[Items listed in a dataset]
□ □ □ □ □ □ □

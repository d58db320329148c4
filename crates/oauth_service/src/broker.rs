use domain::OAuthCredential;
use serde::Deserialize;
use tokio::sync::RwLock;
use url::Url;

use crate::AuthError;

pub const DEFAULT_AUTH_URL: &str = "https://accounts.google.com/o/oauth2/v2/auth";
pub const DEFAULT_TOKEN_URL: &str = "https://oauth2.googleapis.com/token";

/// Scope needed to edit videos and manage comments
pub const YOUTUBE_SCOPE: &str = "https://www.googleapis.com/auth/youtube.force-ssl";

/// OAuth client registration
#[derive(Debug, Clone)]
pub struct OAuthConfig {
    pub client_id: String,
    pub client_secret: String,
    pub redirect_uri: String,
    pub auth_url: String,
    pub token_url: String,
}

impl OAuthConfig {
    pub fn new(client_id: String, client_secret: String, redirect_uri: String) -> Self {
        Self {
            client_id,
            client_secret,
            redirect_uri,
            auth_url: DEFAULT_AUTH_URL.to_string(),
            token_url: DEFAULT_TOKEN_URL.to_string(),
        }
    }
}

/// Token endpoint response, Google OAuth2 format
#[derive(Debug, Deserialize)]
pub struct TokenResponse {
    pub access_token: String,
    #[serde(default)]
    pub refresh_token: Option<String>,
    #[serde(default)]
    pub token_type: Option<String>,
    #[serde(default)]
    pub expires_in: Option<i64>,
    #[serde(default)]
    pub scope: Option<String>,
}

/// Exchanges authorization codes and hands out the current access token.
///
/// Holds a single credential for the whole process; a new exchange
/// overwrites it.
pub struct OAuthBroker {
    http: reqwest::Client,
    config: OAuthConfig,
    credential: RwLock<Option<OAuthCredential>>,
}

impl OAuthBroker {
    pub fn new(config: OAuthConfig) -> Self {
        Self::with_client(reqwest::Client::new(), config)
    }

    pub fn with_client(http: reqwest::Client, config: OAuthConfig) -> Self {
        Self {
            http,
            config,
            credential: RwLock::new(None),
        }
    }

    /// Consent screen URL the user is redirected to
    pub fn auth_url(&self) -> Result<String, AuthError> {
        let url = Url::parse_with_params(
            &self.config.auth_url,
            &[
                ("client_id", self.config.client_id.as_str()),
                ("redirect_uri", self.config.redirect_uri.as_str()),
                ("response_type", "code"),
                ("access_type", "offline"),
                ("prompt", "consent"),
                ("scope", YOUTUBE_SCOPE),
            ],
        )?;
        Ok(url.into())
    }

    /// Exchange an authorization code for a token pair and keep it
    pub async fn exchange_code(&self, code: &str) -> Result<(), AuthError> {
        if code.trim().is_empty() {
            return Err(AuthError::MissingCode);
        }

        let token = self
            .request_token(&[
                ("grant_type", "authorization_code"),
                ("code", code),
                ("client_id", self.config.client_id.as_str()),
                ("client_secret", self.config.client_secret.as_str()),
                ("redirect_uri", self.config.redirect_uri.as_str()),
            ])
            .await?;

        let credential = OAuthCredential::new(
            token.access_token,
            token.refresh_token,
            token.expires_in,
            token.scope,
        );
        self.store_credential(credential).await;
        tracing::info!("authorization code exchanged");
        Ok(())
    }

    /// Replace the held credential
    pub async fn store_credential(&self, credential: OAuthCredential) {
        *self.credential.write().await = Some(credential);
    }

    /// Holds a credential that is still valid or can be refreshed
    pub async fn is_authenticated(&self) -> bool {
        self.credential
            .read()
            .await
            .as_ref()
            .is_some_and(|credential| !credential.is_expired() || credential.can_refresh())
    }

    /// Current bearer token, refreshed first when it has expired
    pub async fn access_token(&self) -> Result<String, AuthError> {
        {
            let guard = self.credential.read().await;
            match guard.as_ref() {
                None => return Err(AuthError::NotAuthenticated),
                Some(credential) if !credential.is_expired() => {
                    return Ok(credential.access_token.clone());
                }
                Some(_) => {}
            }
        }

        let mut guard = self.credential.write().await;
        let current = guard.as_ref().ok_or(AuthError::NotAuthenticated)?;
        // Another request may have refreshed while we waited for the lock.
        if !current.is_expired() {
            return Ok(current.access_token.clone());
        }
        if !current.can_refresh() {
            return Err(AuthError::Expired);
        }
        let refresh_token = current.refresh_token.clone().unwrap_or_default();

        let token = self
            .request_token(&[
                ("grant_type", "refresh_token"),
                ("refresh_token", refresh_token.as_str()),
                ("client_id", self.config.client_id.as_str()),
                ("client_secret", self.config.client_secret.as_str()),
            ])
            .await?;

        let credential = OAuthCredential::new(
            token.access_token,
            token.refresh_token.or(Some(refresh_token)),
            token.expires_in,
            token.scope.or_else(|| current.scope.clone()),
        );
        let access_token = credential.access_token.clone();
        *guard = Some(credential);
        tracing::info!("access token refreshed");
        Ok(access_token)
    }

    /// Access token when one is usable, `None` otherwise; used for reads
    /// that can fall back to the API key
    pub async fn optional_access_token(&self) -> Option<String> {
        match self.access_token().await {
            Ok(token) => Some(token),
            Err(AuthError::NotAuthenticated) => None,
            Err(err) => {
                tracing::warn!(error = %err, "no usable access token, falling back to API key");
                None
            }
        }
    }

    async fn request_token(&self, form: &[(&str, &str)]) -> Result<TokenResponse, AuthError> {
        let response = self
            .http
            .post(&self.config.token_url)
            .form(form)
            .send()
            .await?;

        let status = response.status();
        if !status.is_success() {
            let body = response
                .text()
                .await
                .unwrap_or_else(|_| "<unreadable body>".to_string());
            return Err(AuthError::Rejected {
                status: status.as_u16(),
                body,
            });
        }
        Ok(response.json::<TokenResponse>().await?)
    }
}

#[cfg(test)]
mod tests {
    use super::*;

    fn broker() -> OAuthBroker {
        OAuthBroker::new(OAuthConfig::new(
            "client-1".into(),
            "secret".into(),
            "http://localhost:3000/auth/callback".into(),
        ))
    }

    #[test]
    fn auth_url_carries_client_and_scope() {
        let url = Url::parse(&broker().auth_url().unwrap()).unwrap();
        let params: std::collections::HashMap<_, _> = url.query_pairs().into_owned().collect();

        assert_eq!(url.host_str(), Some("accounts.google.com"));
        assert_eq!(params["client_id"], "client-1");
        assert_eq!(params["redirect_uri"], "http://localhost:3000/auth/callback");
        assert_eq!(params["response_type"], "code");
        assert_eq!(params["access_type"], "offline");
        assert_eq!(params["scope"], YOUTUBE_SCOPE);
    }

    #[tokio::test]
    async fn blank_code_is_rejected_before_any_request() {
        let err = broker().exchange_code("  ").await.unwrap_err();
        assert!(matches!(err, AuthError::MissingCode));
    }

    #[tokio::test]
    async fn no_credential_means_not_authenticated() {
        let broker = broker();
        assert!(!broker.is_authenticated().await);
        assert!(matches!(
            broker.access_token().await,
            Err(AuthError::NotAuthenticated)
        ));
        assert_eq!(broker.optional_access_token().await, None);
    }

    #[tokio::test]
    async fn fresh_credential_is_returned_as_is() {
        let broker = broker();
        broker
            .store_credential(OAuthCredential::new("ya29.a".into(), None, Some(3600), None))
            .await;
        assert_eq!(broker.access_token().await.unwrap(), "ya29.a");
    }

    #[tokio::test]
    async fn expired_credential_without_refresh_token_fails() {
        let broker = broker();
        broker
            .store_credential(OAuthCredential::new("ya29.a".into(), None, Some(-10), None))
            .await;
        assert!(matches!(broker.access_token().await, Err(AuthError::Expired)));
        assert_eq!(broker.optional_access_token().await, None);
        assert!(!broker.is_authenticated().await);
    }

    #[tokio::test]
    async fn expired_credential_with_refresh_token_still_counts_as_authenticated() {
        let broker = broker();
        broker
            .store_credential(OAuthCredential::new(
                "ya29.a".into(),
                Some("1//r".into()),
                Some(-10),
                None,
            ))
            .await;
        assert!(broker.is_authenticated().await);
    }
}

□ □ □ □ □ □ □

§ WHAT YOU ARE ASKED TO DO:
Keeping every word in place, restate the entries above.

§ ANSWER AREA:
repository d58db320329148c4
filename crates/oauth_service/src/broker.rs
use domain::OAuthCredential;
use serde::Deserialize;
use tokio::sync::RwLock;
use url::Url;

use crate::AuthError;

pub const DEFAULT_AUTH_URL: &str = "https://accounts.google.com/o/oauth2/v2/auth";
pub const DEFAULT_TOKEN_URL: &str = "https://oauth2.googleapis.com/token";

/// Scope needed to edit videos and manage comments
pub const YOUTUBE_SCOPE: &str = "https://www.googleapis.com/auth/youtube.force-ssl";

/// OAuth client registration
#[derive(Debug, Clone)]
pub struct OAuthConfig {
    pub client_id: String,
    pub client_secret: String,
    pub redirect_uri: String,
    pub auth_url: String,
    pub token_url: String,
}

impl OAuthConfig {
    pub fn new(client_id: String, client_secret: String, redirect_uri: String) -> Self {
        Self {
            client_id,
            client_secret,
            redirect_uri,
            auth_url: DEFAULT_AUTH_URL.to_string(),
            token_url: DEFAULT_TOKEN_URL.to_string(),
        }
    }
}

/// Token endpoint response, Google OAuth2 format
#[derive(Debug, Deserialize)]
pub struct TokenResponse {
    pub access_token: String,
    #[serde(default)]
    pub refresh_token: Option<String>,
    #[serde(default)]
    pub token_type: Option<String>,
    #[serde(default)]
    pub expires_in: Option<i64>,
    #[serde(default)]
    pub scope: Option<String>,
}

/// Exchanges authorization codes and hands out the current access token.
///
/// Holds a single credential for the whole process; a new exchange
/// overwrites it.
pub struct OAuthBroker {
    http: reqwest::Client,
    config: OAuthConfig,
    credential: RwLock<Option<OAuthCredential>>,
}

impl OAuthBroker {
    pub fn new(config: OAuthConfig) -> Self {
        Self::with_client(reqwest::Client::new(), config)
    }

    pub fn with_client(http: reqwest::Client, config: OAuthConfig) -> Self {
        Self {
            http,
            config,
            credential: RwLock::new(None),
        }
    }

    /// Consent screen URL the user is redirected to
    pub fn auth_url(&self) -> Result<String, AuthError> {
        let url = Url::parse_with_params(
            &self.config.auth_url,
            &[
                ("client_id", self.config.client_id.as_str()),
                ("redirect_uri", self.config.redirect_uri.as_str()),
                ("response_type", "code"),
                ("access_type", "offline"),
                ("prompt", "consent"),
                ("scope", YOUTUBE_SCOPE),
            ],
        )?;
        Ok(url.into())
    }

    /// Exchange an authorization code for a token pair and keep it
    pub async fn exchange_code(&self, code: &str) -> Result<(), AuthError> {
        if code.trim().is_empty() {
            return Err(AuthError::MissingCode);
        }

        let token = self
            .request_token(&[
                ("grant_type", "authorization_code"),
                ("code", code),
                ("client_id", self.config.client_id.as_str()),
                ("client_secret", self.config.client_secret.as_str()),
                ("redirect_uri", self.config.redirect_uri.as_str()),
            ])
            .await?;

        let credential = OAuthCredential::new(
            token.access_token,
            token.refresh_token,
            token.expires_in,
            token.scope,
        );
        self.store_credential(credential).await;
        tracing::info!("authorization code exchanged");
        Ok(())
    }

    /// Replace the held credential
    pub async fn store_credential(&self, credential: OAuthCredential) {
        *self.credential.write().await = Some(credential);
    }

    /// Holds a credential that is still valid or can be refreshed
    pub async fn is_authenticated(&self) -> bool {
        self.credential
            .read()
            .await
            .as_ref()
            .is_some_and(|credential| !credential.is_expired() || credential.can_refresh())
    }

    /// Current bearer token, refreshed first when it has expired
    pub async fn access_token(&self) -> Result<String, AuthError> {
        {
            let guard = self.credential.read().await;
            match guard.as_ref() {
                None => return Err(AuthError::NotAuthenticated),
                Some(credential) if !credential.is_expired() => {
                    return Ok(credential.access_token.clone());
                }
                Some(_) => {}
            }
        }

        let mut guard = self.credential.write().await;
        let current = guard.as_ref().ok_or(AuthError::NotAuthenticated)?;
        // Another request may have refreshed while we waited for the lock.
        if !current.is_expired() {
            return Ok(current.access_token.clone());
        }
        if !current.can_refresh() {
            return Err(AuthError::Expired);
        }
        let refresh_token = current.refresh_token.clone().unwrap_or_default();

        let token = self
            .request_token(&[
                ("grant_type", "refresh_token"),
                ("refresh_token", refresh_token.as_str()),
                ("client_id", self.config.client_id.as_str()),
                ("client_secret", self.config.client_secret.as_str()),
            ])
            .await?;

        let credential = OAuthCredential::new(
            token.access_token,
            token.refresh_token.or(Some(refresh_token)),
            token.expires_in,
            token.scope.or_else(|| current.scope.clone()),
        );
        let access_token = credential.access_token.clone();
        *guard = Some(credential);
        tracing::info!("access token refreshed");
        Ok(access_token)
    }

    /// Access token when one is usable, `None` otherwise; used for reads
    /// that can fall back to the API key
    pub async fn optional_access_token(&self) -> Option<String> {
        match self.access_token().await {
            Ok(token) => Some(token),
            Err(AuthError::NotAuthenticated) => None,
            Err(err) => {
                tracing::warn!(error = %err, "no usable access token, falling back to API key");
                None
            }
        }
    }

    async fn request_token(&self, form: &[(&str, &str)]) -> Result<TokenResponse, AuthError> {
        let response = self
            .http
            .post(&self.config.token_url)
            .form(form)
            .send()
            .await?;

        let status = response.status();
        if !status.is_success() {
            let body = response
                .text()
                .await
                .unwrap_or_else(|_| "<unreadable body>".to_string());
            return Err(AuthError::Rejected {
                status: status.as_u16(),
                body,
            });
        }
        Ok(response.json::<TokenResponse>().await?)
    }
}

#[cfg(test)]
mod tests {
    use super::*;

    fn broker() -> OAuthBroker {
        OAuthBroker::new(OAuthConfig::new(
            "client-1".into(),
            "secret".into(),
            "http://localhost:3000/auth/callback".into(),
        ))
    }

    #[test]
    fn auth_url_carries_client_and_scope() {
        let url = Url::parse(&broker().auth_url().unwrap()).unwrap();
        let params: std::collections::HashMap<_, _> = url.query_pairs().into_owned().collect();

        assert_eq!(url.host_str(), Some("accounts.google.com"));
        assert_eq!(params["client_id"], "client-1");
        assert_eq!(params["redirect_uri"], "http://localhost:3000/auth/callback");
        assert_eq!(params["response_type"], "code");
        assert_eq!(params["access_type"], "offline");
        assert_eq!(params["scope"], YOUTUBE_SCOPE);
    }

    #[tokio::test]
    async fn blank_code_is_rejected_before_any_request() {
        let err = broker().exchange_code("  ").await.unwrap_err();
        assert!(matches!(err, AuthError::MissingCode));
    }

    #[tokio::test]
    async fn no_credential_means_not_authenticated() {
        let broker = broker();
        assert!(!broker.is_authenticated().await);
        assert!(matches!(
            broker.access_token().await,
            Err(AuthError::NotAuthenticated)
        ));
        assert_eq!(broker.optional_access_token().await, None);
    }

    #[tokio::test]
    async fn fresh_credential_is_returned_as_is() {
        let broker = broker();
        broker
            .store_credential(OAuthCredential::new("ya29.a".into(), None, Some(3600), None))
            .await;
        assert_eq!(broker.access_token().await.unwrap(), "ya29.a");
    }

    #[tokio::test]
    async fn expired_credential_without_refresh_token_fails() {
        let broker = broker();
        broker
            .store_credential(OAuthCredential::new("ya29.a".into(), None, Some(-10), None))
            .await;
        assert!(matches!(broker.access_token().await, Err(AuthError::Expired)));
        assert_eq!(broker.optional_access_token().await, None);
        assert!(!broker.is_authenticated().await);
    }

    #[tokio::test]
    async fn expired_credential_with_refresh_token_still_counts_as_authenticated() {
        let broker = broker();
        broker
            .store_credential(OAuthCredential::new(
                "ya29.a".into(),
                Some("1//r".into()),
                Some(-10),
                None,
            ))
            .await;
        assert!(broker.is_authenticated().await);
    }
}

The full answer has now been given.